* [TO DO]: Find every line in the records below that holds the word "removed", and copy each one.

=======

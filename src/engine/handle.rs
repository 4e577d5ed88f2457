//! Engine and EngineHandle - the solver instance and its one-shot reactive cell.
//!
//! The solver is loaded elsewhere. Layout nodes only hold an [`EngineHandle`]
//! and read it; whoever loads the solver calls [`EngineHandle::resolve`] once.

use std::cell::RefCell;
use std::fmt;
use std::rc::Rc;

use spark_signals::{signal, Signal};
use taffy::TaffyTree;

use crate::layout::MeasureContext;

/// The Taffy tree every node of a layout shares.
pub type SolverTree = TaffyTree<MeasureContext>;

/// A live solver instance. Clones share the same tree.
#[derive(Clone)]
pub struct Engine {
    tree: Rc<RefCell<SolverTree>>,
}

impl Engine {
    pub fn new() -> Self {
        Self {
            tree: Rc::new(RefCell::new(TaffyTree::new())),
        }
    }

    /// Run `f` with exclusive access to the solver tree.
    pub(crate) fn with_tree<R>(&self, f: impl FnOnce(&mut SolverTree) -> R) -> R {
        f(&mut self.tree.borrow_mut())
    }

    /// Like [`Engine::with_tree`], but `None` when the tree is already borrowed.
    pub(crate) fn try_with_tree<R>(&self, f: impl FnOnce(&mut SolverTree) -> R) -> Option<R> {
        let mut tree = self.tree.try_borrow_mut().ok()?;
        Some(f(&mut tree))
    }

    /// Number of native nodes currently alive in the solver.
    pub fn node_count(&self) -> usize {
        self.tree.borrow().total_node_count()
    }
}

impl Default for Engine {
    fn default() -> Self {
        Self::new()
    }
}

impl PartialEq for Engine {
    fn eq(&self, other: &Self) -> bool {
        Rc::ptr_eq(&self.tree, &other.tree)
    }
}

impl fmt::Debug for Engine {
    fn fmt(&self, f: &mut fmt::Formatter<'_>) -> fmt::Result {
        let nodes = self.tree.try_borrow().map(|tree| tree.total_node_count()).ok();
        f.debug_struct("Engine").field("nodes", &nodes).finish()
    }
}

/// Reactive cell holding either "not yet available" or a live [`Engine`].
///
/// Resolved exactly once. Reading it inside a derived or effect tracks it
/// like any other signal.
///
/// # Example
///
/// ```ignore
/// use spark_flex::engine::{Engine, EngineHandle};
///
/// let handle = EngineHandle::pending();
/// assert!(!handle.is_resolved());
///
/// handle.resolve(Engine::new());
/// assert!(handle.is_resolved());
/// ```
#[derive(Clone)]
pub struct EngineHandle {
    engine: Signal<Option<Engine>>,
    /// Shared by every clone; identifies the cell.
    cell: Rc<()>,
}

impl EngineHandle {
    /// A handle whose engine is still loading.
    pub fn pending() -> Self {
        Self {
            engine: signal(None),
            cell: Rc::new(()),
        }
    }

    /// A handle that is already resolved.
    pub fn resolved(engine: Engine) -> Self {
        Self {
            engine: signal(Some(engine)),
            cell: Rc::new(()),
        }
    }

    /// Whether both handles are clones of the same cell.
    pub fn same_cell(&self, other: &EngineHandle) -> bool {
        Rc::ptr_eq(&self.cell, &other.cell)
    }

    /// Resolve the handle. Only the first call has an effect.
    pub fn resolve(&self, engine: Engine) {
        if self.is_resolved() {
            tracing::warn!("layout engine handle resolved twice, keeping the first engine");
            return;
        }
        tracing::debug!("layout engine resolved");
        self.engine.set(Some(engine));
    }

    /// The engine, if resolved.
    pub fn get(&self) -> Option<Engine> {
        self.engine.get()
    }

    pub fn is_resolved(&self) -> bool {
        self.get().is_some()
    }

    /// The underlying signal, for consumers that want to react to resolution.
    pub fn signal(&self) -> Signal<Option<Engine>> {
        self.engine.clone()
    }
}

impl fmt::Debug for EngineHandle {
    fn fmt(&self, f: &mut fmt::Formatter<'_>) -> fmt::Result {
        f.debug_struct("EngineHandle")
            .field("resolved", &self.is_resolved())
            .finish()
    }
}

#[cfg(test)]
mod tests {
    use super::*;
    use std::cell::Cell;

    use spark_signals::{effect, flush_sync};

    #[test]
    fn test_pending_then_resolved() {
        let handle = EngineHandle::pending();
        assert!(handle.get().is_none());

        let engine = Engine::new();
        handle.resolve(engine.clone());
        assert_eq!(handle.get(), Some(engine));
    }

    #[test]
    fn test_resolves_only_once() {
        let first = Engine::new();
        let handle = EngineHandle::resolved(first.clone());
        handle.resolve(Engine::new());
        assert_eq!(handle.get(), Some(first));
    }

    #[test]
    fn test_clones_share_resolution() {
        let handle = EngineHandle::pending();
        let other = handle.clone();
        handle.resolve(Engine::new());
        assert!(other.is_resolved());
        assert!(handle.same_cell(&other));
    }

    #[test]
    fn test_separate_handles_are_distinct_cells() {
        let engine = Engine::new();
        let a = EngineHandle::resolved(engine.clone());
        let b = EngineHandle::resolved(engine);
        assert!(!a.same_cell(&b));
        assert!(!EngineHandle::pending().same_cell(&EngineHandle::pending()));
    }

    #[test]
    fn test_resolution_notifies_effects() {
        let handle = EngineHandle::pending();
        let seen = Rc::new(Cell::new(false));

        let seen_in_effect = seen.clone();
        let engine_signal = handle.signal();
        let _stop = effect(move || {
            seen_in_effect.set(engine_signal.get().is_some());
        });
        flush_sync();
        assert!(!seen.get());

        handle.resolve(Engine::new());
        flush_sync();
        assert!(seen.get());
    }

    #[test]
    fn test_engine_identity() {
        let engine = Engine::new();
        assert_eq!(engine, engine.clone());
        assert_ne!(engine, Engine::new());
        assert_eq!(engine.node_count(), 0);
    }
}
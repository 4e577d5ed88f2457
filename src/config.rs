//! Layout configuration: unit conversion between scene, logical and solver space.

use serde::{Deserialize, Serialize};

use crate::error::{FlexError, FlexResult};

/// Default quantization step: one solver point per hundredth of a logical unit.
pub const DEFAULT_PRECISION: f32 = 0.01;

/// Default solver-to-scene scale.
pub const DEFAULT_PIXEL_SIZE: f32 = 1.0;

/// Unit conversion settings of a layout tree.
///
/// - `precision`: logical units per solver point. Lengths are divided by it
///   before they reach the solver, so it is the smallest resolvable step.
/// - `pixel_size`: scene units per logical unit when reading results back.
///
/// # Example
///
/// ```
/// use spark_flex::config::LayoutConfig;
///
/// let config: LayoutConfig = serde_json::from_str(r#"{ "pixelSize": 2 }"#).unwrap();
/// assert_eq!(config.precision, 0.01);
/// assert_eq!(config.pixel_size, 2.0);
/// ```
#[derive(Debug, Clone, Copy, PartialEq, Serialize, Deserialize)]
#[serde(rename_all = "camelCase", default)]
pub struct LayoutConfig {
    pub precision: f32,
    pub pixel_size: f32,
}

impl Default for LayoutConfig {
    fn default() -> Self {
        Self {
            precision: DEFAULT_PRECISION,
            pixel_size: DEFAULT_PIXEL_SIZE,
        }
    }
}

impl LayoutConfig {
    pub fn with_precision(mut self, precision: f32) -> Self {
        self.precision = precision;
        self
    }

    pub fn with_pixel_size(mut self, pixel_size: f32) -> Self {
        self.pixel_size = pixel_size;
        self
    }

    /// Both factors must be finite and positive.
    pub fn validate(&self) -> FlexResult<()> {
        if !(self.precision.is_finite() && self.precision > 0.0) {
            return Err(FlexError::invalid_config(format!(
                "precision must be positive, got {}",
                self.precision
            )));
        }
        if !(self.pixel_size.is_finite() && self.pixel_size > 0.0) {
            return Err(FlexError::invalid_config(format!(
                "pixel size must be positive, got {}",
                self.pixel_size
            )));
        }
        Ok(())
    }

    /// Scene units per solver point.
    pub fn scene_scale(&self) -> f32 {
        self.pixel_size * self.precision
    }
}
impl FlexNode {
    /// Create a root node.
    pub fn new(engine: EngineHandle, config: LayoutConfig) -> FlexResult<Self> {
        config.validate()?;
        Ok(Self::from_inner(NodeInner::new(engine, config, Weak::new(), 0)))
    }

    fn from_inner(inner: NodeInner) -> Self {
        Self {
            inner: Rc::new(RefCell::new(inner)),
        }
    }

    fn from_shared(inner: Shared) -> Self {
        Self { inner }
    }

    // =========================================================================
    // Tree structure
    // =========================================================================

    /// Create a child with the next default index. It shares this node's
    /// engine handle and unit configuration.
    pub fn create_child(&self) -> FlexNode {
        let mut inner = self.inner.borrow_mut();
        let index = inner.next_child_index;
        inner.next_child_index += 1;

        let parent = if inner.destroyed {
            Weak::new()
        } else {
            Rc::downgrade(&self.inner)
        };
        let child = Self::from_inner(NodeInner::new(
            inner.engine.clone(),
            inner.config,
            parent,
            index,
        ));
        if !inner.destroyed {
            inner.children.push(child.clone());
        }
        child
    }

    /// Attach `child` at the end of this node's children, detaching it from a
    /// previous parent. Destroyed nodes, ancestors of `self`, and nodes built
    /// on another engine handle or unit configuration are ignored.
    pub fn add_child(&self, child: &FlexNode) {
        if self.is_destroyed() || child.is_destroyed() || self.is_descendant_of(child) {
            tracing::debug!("ignored invalid layout child attachment");
            return;
        }
        if !self.shares_tree_with(child) {
            tracing::debug!("ignored layout child from another engine or config");
            return;
        }
        if let Some(old_parent) = child.parent() {
            if old_parent == *self {
                return;
            }
            old_parent.remove_child(child);
        }
        child.inner.borrow_mut().parent = Rc::downgrade(&self.inner);
        self.inner.borrow_mut().children.push(child.clone());
    }

    /// Detach `child` without releasing its native node, so the subtree can be
    /// attached again later. Does nothing if `child` is not a child of `self`.
    pub fn remove_child(&self, child: &FlexNode) {
        let removed = {
            let mut inner = self.inner.borrow_mut();
            match inner.children.iter().position(|c| c == child) {
                Some(position) => Some(inner.children.remove(position)),
                None => None,
            }
        };
        let Some(removed) = removed else {
            return;
        };

        removed.inner.borrow_mut().parent = Weak::new();

        let parent = self.inner.borrow();
        let child = removed.inner.borrow();
        if let (Some(parent_native), Some(child_native)) = (&parent.native, &child.native) {
            if let Err(err) = parent_native.detach_child(child_native.id) {
                tracing::warn!(%err, "failed to detach native layout child");
            }
        }
    }

    /// Release the native node. Idempotent and irreversible: the node leaves
    /// its parent, its children become roots, and it never takes part in a
    /// solve again. Signals keep their last values.
    pub fn destroy(&self) {
        let (native, parent, children) = {
            let mut inner = self.inner.borrow_mut();
            if inner.destroyed {
                return;
            }
            inner.destroyed = true;
            inner.pending.clear();
            inner.committed.clear();
            inner.snapshot = None;
            inner.measure_func = None;
            (
                inner.native.take(),
                std::mem::take(&mut inner.parent),
                std::mem::take(&mut inner.children),
            )
        };

        if let Some(parent) = parent.upgrade() {
            parent.borrow_mut().children.retain(|c| c != self);
        }
        for child in &children {
            child.inner.borrow_mut().parent = Weak::new();
        }
        // frees the Taffy node
        drop(native);
        tracing::debug!(orphans = children.len(), "destroyed layout node");
    }

    pub fn is_destroyed(&self) -> bool {
        self.inner.borrow().destroyed
    }

    pub fn parent(&self) -> Option<FlexNode> {
        self.inner.borrow().parent.upgrade().map(Self::from_shared)
    }

    /// Children in solve order.
    pub fn children(&self) -> Vec<FlexNode> {
        self.inner.borrow().ordered_children()
    }

    /// Nearest ancestor without a parent, or the node itself.
    pub fn root(&self) -> FlexNode {
        let mut node = self.clone();
        while let Some(parent) = node.parent() {
            node = parent;
        }
        node
    }

    /// Number of ancestors.
    pub fn depth(&self) -> usize {
        let mut depth = 0;
        let mut node = self.parent();
        while let Some(parent) = node {
            depth += 1;
            node = parent.parent();
        }
        depth
    }

    /// Native ids and units only agree within one handle and one config.
    fn shares_tree_with(&self, other: &FlexNode) -> bool {
        let this = self.inner.borrow();
        let other = other.inner.borrow();
        this.engine.same_cell(&other.engine) && this.config == other.config
    }

    fn is_descendant_of(&self, other: &FlexNode) -> bool {
        let mut node = Some(self.clone());
        while let Some(current) = node {
            if current == *other {
                return true;
            }
            node = current.parent();
        }
        false
    }

    /// Order key among siblings.
    pub fn index(&self) -> i32 {
        self.inner.borrow().index
    }

    /// Change the order key. Takes effect on the next solve.
    pub fn set_index(&self, index: i32) {
        self.inner.borrow_mut().index = index;
    }

    // =========================================================================
    // Pending properties
    // =========================================================================

    /// Set a pending property. Last write wins.
    pub fn set_property(&self, name: impl Into<String>, value: impl Into<PropertyValue>) {
        self.inner
            .borrow_mut()
            .pending
            .insert(name.into(), Some(value.into()));
    }

    /// Mark a pending property as no longer desired.
    pub fn unset_property(&self, name: impl Into<String>) {
        self.inner.borrow_mut().pending.insert(name.into(), None);
    }

    /// Forget a pending edit entirely.
    pub fn remove_property(&self, name: &str) {
        self.inner.borrow_mut().pending.remove(name);
    }

    /// Set several pending properties, e.g. a map deserialized from a config file.
    pub fn set_properties<K, V>(&self, properties: impl IntoIterator<Item = (K, V)>)
    where
        K: Into<String>,
        V: Into<PropertyValue>,
    {
        let mut inner = self.inner.borrow_mut();
        for (name, value) in properties {
            inner.pending.insert(name.into(), Some(value.into()));
        }
    }

    /// Snapshot of the pending map.
    pub fn pending_properties(&self) -> BTreeMap<String, Option<PropertyValue>> {
        self.inner.borrow().pending.clone()
    }

    /// Names of the properties applied by the last successful commit, sorted.
    pub fn committed_properties(&self) -> Vec<&'static str> {
        let inner = self.inner.borrow();
        let mut names: Vec<&'static str> = match &inner.snapshot {
            Some(snapshot) => snapshot.keys().map(|p| p.name()).collect(),
            None => inner.committed.iter().map(|p| p.name()).collect(),
        };
        names.sort_unstable();
        names
    }

    // =========================================================================
    // Commit
    // =========================================================================

    /// Commit the pending properties.
    ///
    /// Properties present in the pending map are applied, properties committed
    /// before but absent now are reset to their defaults. The pending map is
    /// consumed. On error nothing changes and the pending map is kept.
    pub fn finalize_properties(&self) -> FlexResult<()> {
        let mut guard = self.inner.borrow_mut();
        let inner = &mut *guard;
        if inner.destroyed {
            inner.pending.clear();
            return Ok(());
        }

        let next = resolve_pending(&inner.pending)?;
        inner.ensure_native()?;
        let precision = inner.config.precision;

        match inner.native.as_mut() {
            Some(native) => {
                let mut style = native.style.clone();
                let reset = apply_delta(&mut style, precision, &inner.committed, &next)?;
                let changed = native.restyle(style)?;
                tracing::debug!(
                    id = ?native.id,
                    applied = next.len(),
                    reset,
                    changed,
                    "committed layout properties"
                );
                inner.committed = next.into_keys().collect();
            }
            None => {
                let mut scratch = NodeStyle::default();
                apply_delta(&mut scratch, precision, &BTreeSet::new(), &next)?;
                tracing::debug!(buffered = next.len(), "layout engine pending, buffered commit");
                inner.snapshot = Some(next);
            }
        }

        inner.pending.clear();
        Ok(())
    }

    // =========================================================================
    // Measure slot
    // =========================================================================

    /// Install (`Some`) or remove (`None`) the intrinsic size callback.
    pub fn set_measure_func(&self, func: Option<MeasureFunc>) -> FlexResult<()> {
        let mut inner = self.inner.borrow_mut();
        if inner.destroyed {
            return Ok(());
        }
        inner.measure_func = func;
        let context = inner.measure_context();
        match &inner.native {
            Some(native) => native.set_measure(context),
            None => Ok(()),
        }
    }

    /// Ask the solver to measure this node again on the next solve.
    pub fn mark_dirty(&self) -> FlexResult<()> {
        match &self.inner.borrow().native {
            Some(native) => native.mark_dirty(),
            None => Ok(()),
        }
    }

    // =========================================================================
    // Solve
    // =========================================================================

    /// Solve the tree this node belongs to and refresh every node's signals,
    /// parent before child.
    ///
    /// Does nothing while the engine is unresolved or the node is destroyed.
    #[tracing::instrument(level = "debug", skip(self))]
    pub fn calculate_layout(&self) -> FlexResult<()> {
        if self.is_destroyed() {
            return Ok(());
        }
        let root = self.root();
        let Some(engine) = root.inner.borrow().engine.get() else {
            return Ok(());
        };

        let Some(root_id) = root.sync_subtree()? else {
            return Ok(());
        };

        let mut updates = Vec::new();
        engine.with_tree(|tree| {
            tree.compute_layout_with_measure(
                root_id,
                Size::MAX_CONTENT,
                |known, available, _id, context, _style| measure_node(known, available, context),
            )?;
            root.collect_updates(tree, None, &mut updates)
        })?;

        // borrows are released; subscribers may call back into the tree
        for (signals, scene) in &updates {
            signals.publish(scene);
        }
        tracing::debug!(nodes = updates.len(), "layout solved");
        Ok(())
    }

    /// Create missing native nodes and push child order into the solver.
    ///
    /// Returns this node's native id, if it has one.
    fn sync_subtree(&self) -> FlexResult<Option<NodeId>> {
        let children = {
            let mut inner = self.inner.borrow_mut();
            inner.ensure_native()?;
            if inner.native.is_none() {
                return Ok(None);
            }
            inner.ordered_children()
        };

        let mut ids = Vec::with_capacity(children.len());
        for child in &children {
            if let Some(id) = child.sync_subtree()? {
                ids.push(id);
            }
        }

        let inner = self.inner.borrow();
        let Some(native) = &inner.native else {
            return Ok(None);
        };
        native.set_children(&ids)?;
        Ok(Some(native.id))
    }

    /// Read solved rectangles, parent before child.
    fn collect_updates(
        &self,
        tree: &SolverTree,
        parent_size: Option<Size<f32>>,
        out: &mut Vec<(NodeSignals, SceneLayout)>,
    ) -> FlexResult<()> {
        let inner = self.inner.borrow();
        let Some(native) = &inner.native else {
            return Ok(());
        };

        let layout = *tree.layout(native.id)?;
        let scene = to_scene_layout(
            &layout,
            parent_size.unwrap_or(layout.size),
            inner.config.scene_scale(),
            native.style.overflow,
        );
        out.push((inner.signals.clone(), scene));

        for child in inner.ordered_children() {
            child.collect_updates(tree, Some(layout.size), out)?;
        }
        Ok(())
    }

    // =========================================================================
    // Outputs
    // =========================================================================

    /// `[[offsetX, offsetY], [width, height]]` in scene units, center-relative, y up.
    pub fn outer_bounds(&self) -> Signal<Bounds> {
        self.inner.borrow().signals.outer_bounds.clone()
    }

    /// Current value of [`FlexNode::outer_bounds`].
    pub fn bounds(&self) -> Bounds {
        self.outer_bounds().get()
    }

    pub fn size(&self) -> Signal<[f32; 2]> {
        self.inner.borrow().signals.size.clone()
    }

    pub fn relative_center(&self) -> Signal<[f32; 2]> {
        self.inner.borrow().signals.relative_center.clone()
    }

    /// Border widths `[top, right, bottom, left]`.
    pub fn border_inset(&self) -> Signal<Inset> {
        self.inner.borrow().signals.border_inset.clone()
    }

    /// Padding `[top, right, bottom, left]`.
    pub fn padding_inset(&self) -> Signal<Inset> {
        self.inner.borrow().signals.padding_inset.clone()
    }

    /// How far content overflows on each axis when overflow is `scroll`.
    pub fn max_scroll_position(&self) -> Signal<[f32; 2]> {
        self.inner.borrow().signals.max_scroll_position.clone()
    }

    pub fn config(&self) -> LayoutConfig {
        self.inner.borrow().config
    }

    /// Value the native node currently carries for `name`, in solver units.
    ///
    /// `None` while there is no native node.
    pub fn resolved_property(&self, name: &str) -> FlexResult<Option<PropertyValue>> {
        let property =
            Property::from_name(name).ok_or_else(|| FlexError::UnknownProperty(name.to_string()))?;
        let mut inner = self.inner.borrow_mut();
        inner.ensure_native()?;
        Ok(inner
            .native
            .as_ref()
            .and_then(|native| read_property(property, &native.style)))
    }

    /// Whether the native node exists.
    pub fn is_attached_to_engine(&self) -> bool {
        self.inner.borrow().native.is_some()
    }
}
//! NodeStyle - the attribute record of a solver-native node.
//!
//! Every field is in solver units: lengths are already divided by precision.
//! The setter table writes these fields, the Taffy bridge turns the record
//! into a `taffy::Style`, and the getter reads them back.

use crate::types::{
    Align, Display, Edges, FlexDirection, FlexWrap, JustifyContent, Length, Overflow,
    PositionType,
};

/// Attribute record of one native node.
///
/// # Property Categories
///
/// - **Container (5)**: flexDirection, flexWrap, justifyContent, alignItems, alignContent
/// - **Item (4)**: flexGrow, flexShrink, flexBasis, alignSelf
/// - **Dimensions (7)**: width, height, min/max width and height, aspectRatio
/// - **Edges (16)**: margin, padding, border and position, four edges each
/// - **Other (5)**: display, positionType, overflow, rowGap, columnGap
///
/// `Default` is the solver's factory state.
#[derive(Debug, Clone, PartialEq)]
pub struct NodeStyle {
    // =========================================================================
    // CONTAINER
    // =========================================================================
    pub flex_direction: FlexDirection,
    pub flex_wrap: FlexWrap,
    pub justify_content: JustifyContent,
    pub align_items: Align,
    pub align_content: Align,

    // =========================================================================
    // ITEM
    // =========================================================================
    pub flex_grow: f32,
    /// Shrinking is opt-in: the factory default is 0.
    pub flex_shrink: f32,
    pub flex_basis: Length,
    /// `Auto` defers to the parent's alignItems.
    pub align_self: Align,

    // =========================================================================
    // DIMENSIONS
    // =========================================================================
    pub width: Length,
    pub height: Length,
    pub min_width: Length,
    pub min_height: Length,
    pub max_width: Length,
    pub max_height: Length,
    /// `None` until set.
    pub aspect_ratio: Option<f32>,

    // =========================================================================
    // EDGES
    // =========================================================================
    pub margin: Edges<Length>,
    pub padding: Edges<Length>,
    pub border: Edges<Length>,
    /// Insets used by relative/absolute positioning.
    pub position: Edges<Length>,

    // =========================================================================
    // OTHER
    // =========================================================================
    pub display: Display,
    pub position_type: PositionType,
    pub overflow: Overflow,
    pub row_gap: Length,
    pub column_gap: Length,
}

impl Default for NodeStyle {
    fn default() -> Self {
        Self {
            flex_direction: FlexDirection::Column,
            flex_wrap: FlexWrap::NoWrap,
            justify_content: JustifyContent::FlexStart,
            align_items: Align::Stretch,
            align_content: Align::FlexStart,

            flex_grow: 0.0,
            flex_shrink: 0.0,
            flex_basis: Length::Auto,
            align_self: Align::Auto,

            width: Length::Auto,
            height: Length::Auto,
            min_width: Length::Auto,
            min_height: Length::Auto,
            max_width: Length::Auto,
            max_height: Length::Auto,
            aspect_ratio: None,

            margin: Edges::uniform(Length::ZERO),
            padding: Edges::uniform(Length::ZERO),
            border: Edges::uniform(Length::ZERO),
            position: Edges::uniform(Length::Auto),

            display: Display::Flex,
            position_type: PositionType::Relative,
            overflow: Overflow::Visible,
            row_gap: Length::ZERO,
            column_gap: Length::ZERO,
        }
    }
}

=======

* [ANSWER BOX]:
        let removed = {
        let Some(removed) = removed else {
        removed.inner.borrow_mut().parent = Weak::new();
        let child = removed.inner.borrow();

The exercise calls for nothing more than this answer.